REQUIRED ACTION »
In the response, each entry below should appear again exactly as given.

MATERIALS PROVIDED: Begin

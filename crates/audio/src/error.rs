//! Fehlertypen fuer die Codec-Bruecke

use thiserror::Error;

/// Alle moeglichen Fehler der Codec-Bruecke
#[derive(Debug, Error)]
pub enum AudioError {
    #[error("Codec-Fehler: {0}")]
    CodecFehler(String),

    #[error("Konfigurationsfehler: {0}")]
    Konfiguration(String),

    #[error("Codec fuer Slot {slot} konnte nicht erstellt werden: {grund}")]
    SlotInitialisierung { slot: usize, grund: String },

    #[error("Frame-Groesse falsch: erwartet={erwartet}, erhalten={erhalten}")]
    FrameGroesse { erwartet: usize, erhalten: usize },

    #[error("Dekodier-Puffer voll: {bytes} Bytes ueberschreiten {kapazitaet} Samples")]
    PufferVoll { bytes: usize, kapazitaet: usize },
}

pub type AudioResult<T> = Result<T, AudioError>;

MATERIALS PROVIDED: End

RESULT FOR THIS EXERCISE »
filename crates/audio/src/error.rs
//! Fehlertypen fuer die Codec-Bruecke

use thiserror::Error;

/// Alle moeglichen Fehler der Codec-Bruecke
#[derive(Debug, Error)]
pub enum AudioError {
    #[error("Codec-Fehler: {0}")]
    CodecFehler(String),

    #[error("Konfigurationsfehler: {0}")]
    Konfiguration(String),

    #[error("Codec fuer Slot {slot} konnte nicht erstellt werden: {grund}")]
    SlotInitialisierung { slot: usize, grund: String },

    #[error("Frame-Groesse falsch: erwartet={erwartet}, erhalten={erhalten}")]
    FrameGroesse { erwartet: usize, erhalten: usize },

    #[error("Dekodier-Puffer voll: {bytes} Bytes ueberschreiten {kapazitaet} Samples")]
    PufferVoll { bytes: usize, kapazitaet: usize },
}

pub type AudioResult<T> = Result<T, AudioError>;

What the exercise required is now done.